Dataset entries

┌────────

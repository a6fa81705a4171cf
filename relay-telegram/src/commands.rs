//! Slash-command parsing for operator messages.

/// A `/name@bot args` message, name lower-cased so matching is case-insensitive.
#[derive(Debug, Clone, PartialEq, Eq)]
pub struct Command<'a> {
    pub name: String,
    pub args: &'a str,
}

impl<'a> Command<'a> {
    /// Returns `None` for plain text.
    pub fn parse(text: &'a str) -> Option<Self> {
        let rest = text.trim().strip_prefix('/')?;
        let (head, args) = match rest.find(char::is_whitespace) {
            Some(pos) => (&rest[..pos], rest[pos..].trim()),
            None => (rest, ""),
        };
        let name = head.split('@').next().unwrap_or(head);
        if name.is_empty() {
            return None;
        }
        Some(Self {
            name: name.to_lowercase(),
            args,
        })
    }

    /// Whitespace-separated arguments.
    pub fn arg_list(&self) -> Vec<&'a str> {
        self.args.split_whitespace().collect()
    }

    pub fn is(&self, name: &str) -> bool {
        self.name.eq_ignore_ascii_case(name)
    }
}

/// Every command some handler answers. Anything else starting with `/` may still be
/// consumed as a reply to a pending prompt (e.g. an uploader command like `/Mahi`).
pub const KNOWN_COMMANDS: &[&str] = &[
    "start",
    "help",
    "status",
    "me",
    "settoken",
    "setextractor",
    "setuploader",
    "setupcommand",
    "setupcredit",
    "addbatch",
    "delbatch",
    "batches",
    "addchannel",
    "delchannel",
    "channels",
    "cancel",
    "startextraction",
    "adduser",
    "removeuser",
    "banuser",
    "unbanuser",
    "stats",
    "broadcast",
];

/// Commands available without a subscription.
pub const OPEN_COMMANDS: &[&str] = &["start", "help", "me"];

/// Parses `text` and returns the command only when a handler knows it.
pub fn known_command(text: &str) -> Option<Command<'_>> {
    Command::parse(text).filter(|c| KNOWN_COMMANDS.contains(&c.name.as_str()))
}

└────────

The task -
Where a line of the entries contains the word "trim", copy that line.

Result below -
        let rest = text.trim().strip_prefix('/')?;
            Some(pos) => (&rest[..pos], rest[pos..].trim()),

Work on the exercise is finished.